Figure 1. Characterization of HeLa (FXN-EGFP) stable cell lines.

(A) Diagrammatic representation of the BAC genomic DNA fragment containing the FXN-EGFP genomic reporter construct. The sequence includes exons 13–16 of the PIP5K1B gene and the PRKACG gene upstream of the FXN locus, and about 23 kb of additional sequence downstream of exon 5b. The exon 5a–EGFP–Kan/Neo region is shown in greater detail. (B) Microscopic imaging. Transmitted light (left) and fluorescence (right) images of a HeLa (FXN-EGFP) stable cell line. EGFP expression produced by the FXN-EGFP genomic reporter is evident in all cells. (C) Flow cytometric analysis.

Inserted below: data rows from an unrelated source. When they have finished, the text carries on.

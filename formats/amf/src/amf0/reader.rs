use std::io;

use byteorder::{BigEndian, ReadBytesExt};

use crate::errors::{AmfError, AmfResult};

use super::{ObjectPairs, Value, amf0_marker};

#[derive(Debug)]
pub struct Reader<'a, R> {
    inner: &'a mut R,
}

impl<'a, R> Reader<'a, R>
where
    R: io::Read,
{
    pub fn new(inner: &'a mut R) -> Self {
        Self { inner }
    }

    /// Reads one value. A clean EOF before the marker byte yields
    /// `Ok(None)`; anything truncated past the marker is an error.
    pub fn read(&mut self) -> AmfResult<Option<Value>> {
        let marker = match self.inner.read_u8() {
            Ok(marker) => marker,
            Err(_) => return Ok(None),
        };
        let value = match marker {
            amf0_marker::NUMBER => self.read_number()?,
            amf0_marker::BOOLEAN => self.read_boolean()?,
            amf0_marker::STRING => self.read_string()?,
            amf0_marker::OBJECT => self.read_object()?,
            amf0_marker::NULL => Value::Null,
            amf0_marker::UNDEFINED => Value::Undefined,
            amf0_marker::ECMA_ARRAY => self.read_ecma_array()?,
            amf0_marker::OBJECT_END => Value::ObjectEnd,
            marker if marker <= amf0_marker::AVMPLUS_OBJECT => {
                return Err(AmfError::Unsupported { marker });
            }
            marker => return Err(AmfError::Unknown { marker }),
        };
        Ok(Some(value))
    }

    pub fn read_all(&mut self) -> AmfResult<Vec<Value>> {
        let mut result = Vec::new();
        while let Some(value) = self.read()? {
            result.push(value);
        }
        Ok(result)
    }

    fn read_number(&mut self) -> AmfResult<Value> {
        let number = self.inner.read_f64::<BigEndian>()?;
        Ok(Value::Number(number))
    }

    fn read_boolean(&mut self) -> AmfResult<Value> {
        let byte = self.inner.read_u8()?;
        Ok(Value::Boolean(byte != 0))
    }

    fn read_utf8_inner(&mut self, len: usize) -> AmfResult<String> {
        let mut buffer = vec![0; len];
        self.inner.read_exact(&mut buffer)?;
        if !buffer.is_ascii() {
            tracing::warn!("amf0 string carries bytes above 0x7F, keeping the string");
        }
        match String::from_utf8(buffer) {
            Ok(result) => Ok(result),
            Err(err) => Ok(String::from_utf8_lossy(err.as_bytes()).into_owned()),
        }
    }

    fn read_string(&mut self) -> AmfResult<Value> {
        let len = self.inner.read_u16::<BigEndian>()?;
        self.read_utf8_inner(len as usize).map(Value::String)
    }

    fn read_key_value_pairs_inner(&mut self) -> AmfResult<ObjectPairs> {
        let mut result: Vec<(String, Value)> = Vec::new();
        loop {
            let len = self.inner.read_u16::<BigEndian>()?;
            let key = self.read_utf8_inner(len as usize)?;
            match self.read()? {
                Some(Value::ObjectEnd) if key.is_empty() => break,
                Some(value) => result.push((key, value)),
                None => return Err(AmfError::UnexpectedEof),
            }
        }
        Ok(result.into())
    }

    fn read_object(&mut self) -> AmfResult<Value> {
        let pairs = self.read_key_value_pairs_inner()?;
        Ok(Value::Object(pairs))
    }

    fn read_ecma_array(&mut self) -> AmfResult<Value> {
        let count = self.inner.read_u32::<BigEndian>()?;
        let entries = self.read_key_value_pairs_inner()?;
        Ok(Value::ECMAArray { count, entries })
    }
}

#[cfg(test)]
mod tests {
    use crate::{
        amf0::{ObjectPairs, Value, amf0_marker},
        errors::{AmfError, AmfResult},
    };

    use super::Reader;

    fn decode(mut bytes: &[u8]) -> AmfResult<Option<Value>> {
        Reader::new(&mut bytes).read()
    }

    #[test]
    fn number() {
        let bytes = [
            0x00, 0x40, 0x0C, 0x00, 0x00, 0x00, 0x00, 0x00, 0x00, // 3.5
        ];
        assert_eq!(decode(&bytes).unwrap().unwrap(), Value::Number(3.5));
    }

    #[test]
    fn boolean() {
        assert_eq!(
            decode(&[0x01, 0x01]).unwrap().unwrap(),
            Value::Boolean(true)
        );
        assert_eq!(
            decode(&[0x01, 0x00]).unwrap().unwrap(),
            Value::Boolean(false)
        );
        // any nonzero byte is true
        assert_eq!(
            decode(&[0x01, 0x7F]).unwrap().unwrap(),
            Value::Boolean(true)
        );
    }

    #[test]
    fn string() {
        let bytes = [0x02, 0x00, 0x05, b'h', b'e', b'l', b'l', b'o'];
        assert_eq!(
            decode(&bytes).unwrap().unwrap(),
            Value::String("hello".to_string())
        );
    }

    #[test]
    fn string_with_high_bytes_is_kept() {
        let bytes = [0x02, 0x00, 0x02, 0xC3, 0xA9]; // utf8 'é'
        assert_eq!(
            decode(&bytes).unwrap().unwrap(),
            Value::String("é".to_string())
        );
    }

    #[test]
    fn object() {
        let bytes = [
            0x03, // object
            0x00, 0x03, b'f', b'o', b'o', 0x02, 0x00, 0x03, b'b', b'a', b'r', // foo: "bar"
            0x00, 0x03, b'n', b'u', b'm', 0x00, 0x3F, 0xF0, 0x00, 0x00, 0x00, 0x00, 0x00,
            0x00, // num: 1.0
            0x00, 0x00, 0x09, // object end
        ];
        let mut pairs = ObjectPairs::new();
        pairs.set("foo", Value::String("bar".to_string()));
        pairs.set("num", Value::Number(1.0));
        assert_eq!(decode(&bytes).unwrap().unwrap(), Value::Object(pairs));
    }

    #[test]
    fn ecma_array() {
        let bytes = [
            0x08, 0x00, 0x00, 0x00, 0x01, // ecma array, count 1
            0x00, 0x01, b'a', 0x02, 0x00, 0x01, b'b', // a: "b"
            0x00, 0x00, 0x09,
        ];
        let mut entries = ObjectPairs::new();
        entries.set("a", Value::String("b".to_string()));
        assert_eq!(
            decode(&bytes).unwrap().unwrap(),
            Value::ECMAArray { count: 1, entries }
        );
    }

    #[test]
    fn null_and_undefined() {
        assert_eq!(decode(&[0x05]).unwrap().unwrap(), Value::Null);
        assert_eq!(decode(&[0x06]).unwrap().unwrap(), Value::Undefined);
    }

    #[test]
    fn empty_input_is_none() {
        assert!(decode(&[]).unwrap().is_none());
    }

    #[test]
    fn unsupported_markers() {
        assert!(matches!(
            decode(&[amf0_marker::STRICT_ARRAY]),
            Err(AmfError::Unsupported {
                marker: amf0_marker::STRICT_ARRAY
            })
        ));
        assert!(matches!(
            decode(&[amf0_marker::DATE]),
            Err(AmfError::Unsupported {
                marker: amf0_marker::DATE
            })
        ));
        assert!(matches!(
            decode(&[0x42]),
            Err(AmfError::Unknown { marker: 0x42 })
        ));
    }

    #[test]
    fn truncated_object_fails() {
        let bytes = [
            0x03, 0x00, 0x03, b'f', b'o', b'o', 0x02, 0x00, 0x03, b'b', b'a', b'r',
            // missing terminator
        ];
        assert!(decode(&bytes).is_err());
    }

    #[test]
    fn read_all_collects_a_command_body() {
        let mut bytes: Vec<u8> = vec![0x02, 0x00, 0x07];
        bytes.extend_from_slice(b"connect");
        bytes.extend_from_slice(&[0x00, 0x3F, 0xF0, 0, 0, 0, 0, 0, 0]); // 1.0
        bytes.push(0x05); // null
        let mut slice = bytes.as_slice();
        let values = Reader::new(&mut slice).read_all().unwrap();
        assert_eq!(values.len(), 3);
        assert_eq!(values[0], Value::String("connect".to_string()));
        assert_eq!(values[1], Value::Number(1.0));
        assert_eq!(values[2], Value::Null);
    }
}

The levels of EGFP expression (left Y-axis) and the proportion of EGFP-positive cells (right Y-axis) were stable following growth in continuous culture. (D) Determination of transgenic fragment integration site by FISH. Rhodamine-labeled RP11-265B8 was hybridized onto metaphase chromosomes (DAPI stained) of HeLa (left) and HeLa (FXN-EGFP) (right) cells. Three hybridization signals (yellow arrows) corresponded to the endogenous FXN gene. The presence of one additional brighter signal (orange arrow) establishes the presence of a single integration site containing multiple copies of the FXN-EGFP transgene.